Décroissance livre : les 12 textes pour comprendre ce courant de pensée

Sélection des meilleurs textes sur la sobriété volontaire. De Georgescu-Roegen à Parrique, les auteurs qui repensent croissance, limites et société.

Décroissance livre : les 12 textes pour comprendre ce courant de pensée

La planète perd chaque année 10 millions d’hectares de forêt. Les émissions de CO₂ atteignent 37 milliards de tonnes. La consommation mondiale de ressources a triplé depuis 1970, selon le Programme des Nations Unies pour l’environnement. Face à ces chiffres, un courant gagne du terrain : la décroissance.

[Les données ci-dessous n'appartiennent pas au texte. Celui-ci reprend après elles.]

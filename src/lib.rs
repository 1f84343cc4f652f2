pub mod app;
pub mod config;
pub mod errors;
pub mod handlers;
pub mod identity;
pub mod loader;
pub mod models;
pub mod persistence;
pub mod schedule;
pub mod session;
pub mod state;
pub mod storage;
pub mod summary;
pub mod tracker;
pub mod ui;

pub use app::router;
pub use config::Config;
pub use state::AppState;
pub use storage::{DocumentStore, FileDocumentStore, MemoryDocumentStore};
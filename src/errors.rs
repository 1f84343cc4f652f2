use axum::http::StatusCode;
use thiserror::Error;

#[derive(Debug, Error)]
pub enum TrackerError {
    #[error("week index {0} is out of range")]
    WeekOutOfRange(usize),
    #[error("day index {0} is out of range")]
    DayOutOfRange(usize),
    #[error("week {week} has day labels out of order")]
    LabelOrder { week: usize },
}

#[derive(Debug, Error)]
pub enum StoreError {
    #[error("document io failed: {0}")]
    Io(#[from] std::io::Error),
    #[error("document encoding failed: {0}")]
    Encoding(#[from] serde_json::Error),
    #[error("invalid document key {0:?}")]
    InvalidKey(String),
    #[error("malformed document: {0}")]
    Malformed(#[from] TrackerError),
}

#[derive(Debug, Error)]
pub enum AuthError {
    #[error("sign-in rejected: {0}")]
    Rejected(String),
    #[error("session for {0} did not load in time")]
    LoadTimeout(String),
}

#[derive(Debug, Error)]
pub enum SessionError {
    #[error("not signed in")]
    NotSignedIn,
    #[error(transparent)]
    Auth(#[from] AuthError),
    #[error("failed to load tracker: {0}")]
    Load(StoreError),
    #[error("failed to save tracker: {0}")]
    Save(StoreError),
    #[error(transparent)]
    Tracker(#[from] TrackerError),
}

#[derive(Debug, Error)]
pub enum ConfigError {
    #[error("invalid value {value:?} for {key}")]
    Invalid { key: &'static str, value: String },
}

#[derive(Debug)]
pub struct AppError {
    pub status: StatusCode,
    pub message: String,
}

impl AppError {
    pub fn bad_request(message: impl Into<String>) -> Self {
        Self {
            status: StatusCode::BAD_REQUEST,
            message: message.into(),
        }
    }
}

impl From<SessionError> for AppError {
    fn from(err: SessionError) -> Self {
        let status = match &err {
            SessionError::NotSignedIn | SessionError::Auth(_) => StatusCode::UNAUTHORIZED,
            SessionError::Tracker(_) => StatusCode::BAD_REQUEST,
            SessionError::Load(_) | SessionError::Save(_) => StatusCode::SERVICE_UNAVAILABLE,
        };
        Self {
            status,
            message: err.to_string(),
        }
    }
}

impl axum::response::IntoResponse for AppError {
    fn into_response(self) -> axum::response::Response {
        (self.status, self.message).into_response()
    }
}
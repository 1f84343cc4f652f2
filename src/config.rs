use crate::errors::ConfigError;
use crate::identity::Identity;
use std::{env, path::PathBuf, str::FromStr, time::Duration};
use tracing::info;

pub struct Config {
    pub port: u16,
    pub data_dir: PathBuf,
    pub debounce: Duration,
    pub account: Option<Identity>,
}

impl Config {
    pub fn load() -> Result<Self, ConfigError> {
        let account = var("APP_USER_ID").map(|id| Identity {
            display_name: var("APP_USER_NAME").unwrap_or_else(|| id.clone()),
            id,
        });
        if account.is_none() {
            info!("APP_USER_ID not set, sign-in will be rejected");
        }

        Ok(Self {
            port: parse_or("PORT", 8080)?,
            data_dir: PathBuf::from(var("APP_DATA_DIR").unwrap_or_else(|| "data".to_string())),
            debounce: Duration::from_millis(parse_or("APP_DEBOUNCE_MS", 1000)?),
            account,
        })
    }
}

fn var(key: &str) -> Option<String> {
    env::var(key).ok().filter(|value| !value.trim().is_empty())
}

fn parse_or<T: FromStr + std::fmt::Display>(key: &'static str, default: T) -> Result<T, ConfigError> {
    match var(key) {
        Some(value) => value
            .trim()
            .parse()
            .map_err(|_| ConfigError::Invalid { key, value }),
        None => {
            info!("{key} not set, using default: {default}");
            Ok(default)
        }
    }
}
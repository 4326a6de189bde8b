//! Compressed bitmap storage and the field coders partitions build on top of it (spec.md §4.4).
#![deny(rustdoc::broken_intra_doc_links, rustdoc::bare_urls, rust_2018_idioms)]
#![warn(missing_docs, clippy::clone_on_ref_ptr)]

pub mod bitmap;
pub mod coder;
pub mod ewah;
pub mod eval;
pub mod range_map;

pub use bitmap::{Bitmap, Encoding};
pub use coder::{BitsliceCoder, EqualityCoder, SingletonCoder};
pub use eval::evaluate;
pub use range_map::RangeMap;
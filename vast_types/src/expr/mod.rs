//! Query expressions, spec.md §3.6 and §6 ("Query expression wire form").

pub mod evaluator;
pub mod normalize;
pub mod predicatizer;
pub mod resolver;
pub mod restrictor;

use crate::{types::Type, value::Value};

/// A relational operator relating two predicate operands.
#[derive(Debug, Clone, Copy, PartialEq, Eq, PartialOrd, Ord, Hash)]
pub enum RelOp {
    /// Regex match.
    Match,
    /// Regex non-match.
    NotMatch,
    /// Equality.
    Eq,
    /// Inequality.
    NotEq,
    /// Less-than.
    Lt,
    /// Less-than-or-equal.
    Le,
    /// Greater-than.
    Gt,
    /// Greater-than-or-equal.
    Ge,
    /// Membership: left is an element of right (container or substring).
    In,
    /// Negated membership.
    NotIn,
    /// Membership, symmetric to `In`: left is a container/superstring of right.
    Ni,
    /// Negated `Ni`.
    NotNi,
}

impl RelOp {
    /// The logical negation of this operator, used when De Morgan pushes a negation onto a
    /// predicate (spec.md §3.6, normalization step 3).
    pub fn negate(self) -> RelOp {
        match self {
            RelOp::Match => RelOp::NotMatch,
            RelOp::NotMatch => RelOp::Match,
            RelOp::Eq => RelOp::NotEq,
            RelOp::NotEq => RelOp::Eq,
            RelOp::Lt => RelOp::Ge,
            RelOp::Le => RelOp::Gt,
            RelOp::Gt => RelOp::Le,
            RelOp::Ge => RelOp::Lt,
            RelOp::In => RelOp::NotIn,
            RelOp::NotIn => RelOp::In,
            RelOp::Ni => RelOp::NotNi,
            RelOp::NotNi => RelOp::Ni,
        }
    }

    /// The operator to use when the two operands of a predicate are swapped, used by
    /// normalization step 2 ("align") to move extractors onto the left-hand side.
    pub fn flip(self) -> RelOp {
        match self {
            RelOp::Match => RelOp::Match,
            RelOp::NotMatch => RelOp::NotMatch,
            RelOp::Eq => RelOp::Eq,
            RelOp::NotEq => RelOp::NotEq,
            RelOp::Lt => RelOp::Gt,
            RelOp::Le => RelOp::Ge,
            RelOp::Gt => RelOp::Lt,
            RelOp::Ge => RelOp::Le,
            RelOp::In => RelOp::Ni,
            RelOp::NotIn => RelOp::NotNi,
            RelOp::Ni => RelOp::In,
            RelOp::NotNi => RelOp::NotIn,
        }
    }
}

/// One side of a [`Predicate`].
#[derive(Debug, Clone, PartialEq, Eq, PartialOrd, Ord, Hash)]
pub enum Operand {
    /// A literal data value.
    Data(Value),
    /// The `&type` event-extractor: the event's type name.
    EventType,
    /// The `&time` event-extractor: the event's timestamp.
    EventTime,
    /// A type-extractor: matches against a whole [`Type`].
    TypeExtractor(Type),
    /// A schema-extractor: a dotted field path (`"conn.resp_port"`), resolved against a type at
    /// query-resolution time into a [`Operand::DataExtractor`].
    SchemaExtractor(String),
    /// A data-extractor: resolved `(type, field-offset path)`, evaluated directly against an
    /// event's data.
    DataExtractor(Type, Vec<usize>),
}

/// A single relational predicate: `lhs op rhs`.
#[derive(Debug, Clone, PartialEq, Eq, PartialOrd, Ord, Hash)]
pub struct Predicate {
    /// The left-hand operand.
    pub lhs: Operand,
    /// The relational operator.
    pub op: RelOp,
    /// The right-hand operand.
    pub rhs: Operand,
}

impl Predicate {
    /// Construct a predicate.
    pub fn new(lhs: Operand, op: RelOp, rhs: Operand) -> Self {
        Self { lhs, op, rhs }
    }
}

/// The recursive expression variant, spec.md §3.6: `conjunction(E*) | disjunction(E*) |
/// negation(E) | predicate(L, op, R)`, plus the wire form's explicit empty `nil`.
#[derive(Debug, Clone, PartialEq, Eq, PartialOrd, Ord, Hash)]
pub enum Expr {
    /// The empty expression: matches nothing, used for an empty query.
    Nil,
    /// Logical AND of all children.
    Conjunction(Vec<Expr>),
    /// Logical OR of all children.
    Disjunction(Vec<Expr>),
    /// Logical NOT of the inner expression.
    Negation(Box<Expr>),
    /// A leaf relational predicate.
    Predicate(Predicate),
}

impl Expr {
    /// Construct a predicate expression.
    pub fn predicate(lhs: Operand, op: RelOp, rhs: Operand) -> Self {
        Expr::Predicate(Predicate::new(lhs, op, rhs))
    }

    /// Construct a negation.
    pub fn not(inner: Expr) -> Self {
        Expr::Negation(Box::new(inner))
    }

    /// Whether this is the empty expression.
    pub fn is_nil(&self) -> bool {
        matches!(self, Expr::Nil)
    }
}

Mais par où commencer quand on veut comprendre cette pensée ? Par la lecture. Les penseurs de ce mouvement ont produit une bibliothèque dense, parfois aride, souvent percutante. Ce guide trie, classe et recommande les textes de référence selon votre niveau et vos questions.

Sélection de textes sur la sobriété volontaire

📌 À retenir : Ce courant n’est pas un retour à la bougie. C’est une pensée structurée qui interroge le lien entre croissance, bien-être et limites planétaires.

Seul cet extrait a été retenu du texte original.